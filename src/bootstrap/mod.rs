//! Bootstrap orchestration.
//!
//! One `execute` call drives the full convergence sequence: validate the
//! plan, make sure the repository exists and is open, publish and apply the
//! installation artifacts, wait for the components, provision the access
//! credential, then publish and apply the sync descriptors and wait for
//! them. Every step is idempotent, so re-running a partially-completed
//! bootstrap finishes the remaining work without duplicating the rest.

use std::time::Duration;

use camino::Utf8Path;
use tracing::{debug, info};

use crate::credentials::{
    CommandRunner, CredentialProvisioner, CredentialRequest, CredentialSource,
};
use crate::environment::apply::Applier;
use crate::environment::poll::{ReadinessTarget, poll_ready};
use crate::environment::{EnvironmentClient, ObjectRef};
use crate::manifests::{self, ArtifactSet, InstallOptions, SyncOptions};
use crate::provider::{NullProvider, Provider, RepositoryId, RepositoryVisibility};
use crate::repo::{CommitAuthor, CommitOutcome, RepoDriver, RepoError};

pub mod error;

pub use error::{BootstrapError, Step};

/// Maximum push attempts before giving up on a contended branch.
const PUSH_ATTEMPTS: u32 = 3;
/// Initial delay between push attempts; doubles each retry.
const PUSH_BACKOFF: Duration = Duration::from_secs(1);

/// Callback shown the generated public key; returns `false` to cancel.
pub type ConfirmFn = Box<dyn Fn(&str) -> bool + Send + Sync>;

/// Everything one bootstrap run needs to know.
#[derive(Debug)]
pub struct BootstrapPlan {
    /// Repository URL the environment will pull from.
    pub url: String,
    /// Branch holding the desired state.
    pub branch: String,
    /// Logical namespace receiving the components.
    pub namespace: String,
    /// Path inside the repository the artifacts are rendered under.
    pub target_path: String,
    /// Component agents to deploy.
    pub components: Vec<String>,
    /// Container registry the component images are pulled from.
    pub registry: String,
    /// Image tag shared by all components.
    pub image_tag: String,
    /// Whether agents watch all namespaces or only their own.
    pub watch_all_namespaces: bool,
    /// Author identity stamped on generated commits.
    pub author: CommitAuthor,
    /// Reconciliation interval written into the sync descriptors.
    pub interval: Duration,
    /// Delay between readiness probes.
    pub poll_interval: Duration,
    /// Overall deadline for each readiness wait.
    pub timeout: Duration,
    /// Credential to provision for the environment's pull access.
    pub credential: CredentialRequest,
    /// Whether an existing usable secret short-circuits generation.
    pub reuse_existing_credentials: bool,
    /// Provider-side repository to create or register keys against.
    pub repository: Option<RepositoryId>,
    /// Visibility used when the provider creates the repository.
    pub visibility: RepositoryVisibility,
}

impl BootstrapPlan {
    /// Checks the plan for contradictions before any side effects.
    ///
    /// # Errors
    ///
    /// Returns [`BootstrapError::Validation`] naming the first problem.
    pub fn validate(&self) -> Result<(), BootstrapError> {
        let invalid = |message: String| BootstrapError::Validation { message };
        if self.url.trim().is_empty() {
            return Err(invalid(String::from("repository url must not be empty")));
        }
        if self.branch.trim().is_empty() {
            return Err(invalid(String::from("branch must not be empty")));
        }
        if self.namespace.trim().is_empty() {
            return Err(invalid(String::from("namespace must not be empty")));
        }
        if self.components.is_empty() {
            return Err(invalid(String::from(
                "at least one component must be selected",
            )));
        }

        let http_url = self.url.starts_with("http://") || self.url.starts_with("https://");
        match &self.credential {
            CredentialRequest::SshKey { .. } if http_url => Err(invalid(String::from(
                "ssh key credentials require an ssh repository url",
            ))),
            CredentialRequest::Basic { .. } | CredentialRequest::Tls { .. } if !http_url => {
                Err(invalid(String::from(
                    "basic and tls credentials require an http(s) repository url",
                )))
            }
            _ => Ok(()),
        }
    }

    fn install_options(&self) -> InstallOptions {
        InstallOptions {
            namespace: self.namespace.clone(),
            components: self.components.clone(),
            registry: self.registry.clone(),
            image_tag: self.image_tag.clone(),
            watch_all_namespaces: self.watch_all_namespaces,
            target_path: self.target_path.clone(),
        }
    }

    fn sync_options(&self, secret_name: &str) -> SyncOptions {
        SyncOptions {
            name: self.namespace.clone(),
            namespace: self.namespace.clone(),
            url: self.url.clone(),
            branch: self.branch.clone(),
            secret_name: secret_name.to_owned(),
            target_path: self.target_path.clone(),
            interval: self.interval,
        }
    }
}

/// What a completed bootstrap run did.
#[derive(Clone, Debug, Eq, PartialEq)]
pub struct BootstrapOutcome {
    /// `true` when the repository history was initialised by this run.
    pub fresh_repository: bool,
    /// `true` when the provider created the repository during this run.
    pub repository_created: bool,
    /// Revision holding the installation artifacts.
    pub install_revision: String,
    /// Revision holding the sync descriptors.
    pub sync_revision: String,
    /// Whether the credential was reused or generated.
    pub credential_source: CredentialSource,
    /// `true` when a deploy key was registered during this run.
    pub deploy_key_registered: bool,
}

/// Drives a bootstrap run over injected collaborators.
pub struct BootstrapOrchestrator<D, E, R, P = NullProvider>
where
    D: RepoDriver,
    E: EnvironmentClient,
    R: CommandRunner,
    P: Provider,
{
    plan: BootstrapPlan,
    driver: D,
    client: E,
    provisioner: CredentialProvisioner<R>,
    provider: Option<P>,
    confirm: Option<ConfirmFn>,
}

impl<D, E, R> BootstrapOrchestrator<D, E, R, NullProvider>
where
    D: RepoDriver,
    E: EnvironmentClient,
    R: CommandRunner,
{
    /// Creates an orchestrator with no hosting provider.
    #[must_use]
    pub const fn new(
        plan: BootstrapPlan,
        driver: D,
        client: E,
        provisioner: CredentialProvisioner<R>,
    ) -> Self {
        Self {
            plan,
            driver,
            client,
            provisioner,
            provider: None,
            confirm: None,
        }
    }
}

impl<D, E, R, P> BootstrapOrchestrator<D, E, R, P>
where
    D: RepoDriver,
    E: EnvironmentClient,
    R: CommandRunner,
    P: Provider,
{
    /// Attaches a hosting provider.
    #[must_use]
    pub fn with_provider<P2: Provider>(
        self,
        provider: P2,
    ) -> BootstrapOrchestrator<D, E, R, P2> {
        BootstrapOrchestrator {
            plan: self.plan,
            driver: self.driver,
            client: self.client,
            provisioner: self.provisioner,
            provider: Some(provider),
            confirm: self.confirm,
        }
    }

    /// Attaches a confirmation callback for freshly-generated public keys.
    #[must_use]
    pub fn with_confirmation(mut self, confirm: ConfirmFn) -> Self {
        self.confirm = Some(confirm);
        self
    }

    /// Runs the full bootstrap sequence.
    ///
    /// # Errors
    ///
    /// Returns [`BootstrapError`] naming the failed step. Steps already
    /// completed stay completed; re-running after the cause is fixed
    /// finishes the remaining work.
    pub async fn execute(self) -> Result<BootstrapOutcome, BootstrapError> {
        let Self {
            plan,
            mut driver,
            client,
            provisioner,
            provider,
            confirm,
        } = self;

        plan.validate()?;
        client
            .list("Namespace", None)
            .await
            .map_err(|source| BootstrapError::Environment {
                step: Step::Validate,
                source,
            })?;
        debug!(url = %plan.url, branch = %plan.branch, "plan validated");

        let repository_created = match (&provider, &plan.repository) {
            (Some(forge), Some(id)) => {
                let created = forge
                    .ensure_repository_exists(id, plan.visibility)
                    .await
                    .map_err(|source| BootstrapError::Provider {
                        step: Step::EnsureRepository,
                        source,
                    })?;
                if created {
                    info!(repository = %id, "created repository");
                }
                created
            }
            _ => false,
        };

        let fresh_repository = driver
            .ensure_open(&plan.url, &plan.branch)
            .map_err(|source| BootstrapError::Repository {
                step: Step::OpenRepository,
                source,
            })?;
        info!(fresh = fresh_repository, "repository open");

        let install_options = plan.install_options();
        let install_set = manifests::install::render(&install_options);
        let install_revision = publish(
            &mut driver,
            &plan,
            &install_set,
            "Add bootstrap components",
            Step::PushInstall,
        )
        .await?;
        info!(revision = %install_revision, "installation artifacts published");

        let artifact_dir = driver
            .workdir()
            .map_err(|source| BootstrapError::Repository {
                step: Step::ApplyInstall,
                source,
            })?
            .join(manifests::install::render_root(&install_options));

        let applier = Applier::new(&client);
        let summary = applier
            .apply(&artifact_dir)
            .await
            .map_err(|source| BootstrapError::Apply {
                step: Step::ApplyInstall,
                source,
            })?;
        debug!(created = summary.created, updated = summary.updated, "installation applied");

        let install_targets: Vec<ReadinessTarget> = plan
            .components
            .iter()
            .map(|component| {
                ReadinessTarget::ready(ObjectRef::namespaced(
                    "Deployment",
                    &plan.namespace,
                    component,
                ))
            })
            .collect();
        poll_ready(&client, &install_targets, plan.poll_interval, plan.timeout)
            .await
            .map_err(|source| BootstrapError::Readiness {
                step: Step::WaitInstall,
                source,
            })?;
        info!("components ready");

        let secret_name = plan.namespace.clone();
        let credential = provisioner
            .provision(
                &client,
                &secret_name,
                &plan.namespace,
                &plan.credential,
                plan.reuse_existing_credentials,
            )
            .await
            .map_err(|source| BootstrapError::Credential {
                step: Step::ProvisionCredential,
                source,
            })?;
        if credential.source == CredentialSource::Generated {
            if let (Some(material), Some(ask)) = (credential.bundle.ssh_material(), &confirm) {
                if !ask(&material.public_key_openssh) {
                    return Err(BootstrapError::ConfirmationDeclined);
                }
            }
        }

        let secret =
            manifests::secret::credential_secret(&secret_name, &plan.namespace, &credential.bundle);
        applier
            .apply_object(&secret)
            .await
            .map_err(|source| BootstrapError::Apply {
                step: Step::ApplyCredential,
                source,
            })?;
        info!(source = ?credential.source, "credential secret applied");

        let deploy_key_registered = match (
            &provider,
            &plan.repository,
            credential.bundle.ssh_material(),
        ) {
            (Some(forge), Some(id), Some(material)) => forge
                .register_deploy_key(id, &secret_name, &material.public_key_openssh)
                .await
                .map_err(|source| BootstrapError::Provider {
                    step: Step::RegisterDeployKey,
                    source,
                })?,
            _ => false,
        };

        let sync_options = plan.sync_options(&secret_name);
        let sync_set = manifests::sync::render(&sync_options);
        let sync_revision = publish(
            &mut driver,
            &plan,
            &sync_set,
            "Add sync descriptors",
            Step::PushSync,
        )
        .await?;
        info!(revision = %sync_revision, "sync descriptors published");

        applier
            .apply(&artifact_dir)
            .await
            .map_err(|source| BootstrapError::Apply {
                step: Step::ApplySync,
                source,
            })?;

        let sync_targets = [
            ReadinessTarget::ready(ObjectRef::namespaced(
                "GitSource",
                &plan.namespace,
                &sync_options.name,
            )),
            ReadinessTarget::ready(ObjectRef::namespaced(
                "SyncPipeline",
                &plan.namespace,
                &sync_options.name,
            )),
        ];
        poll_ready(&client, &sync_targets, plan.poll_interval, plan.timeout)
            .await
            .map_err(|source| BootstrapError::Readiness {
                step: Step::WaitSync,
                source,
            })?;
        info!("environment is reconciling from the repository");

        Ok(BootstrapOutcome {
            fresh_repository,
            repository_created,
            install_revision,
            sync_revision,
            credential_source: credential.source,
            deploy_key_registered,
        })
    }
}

# Task statement:
The number of lines in the data holding the string "access" is the whole answer.

# Your response:
2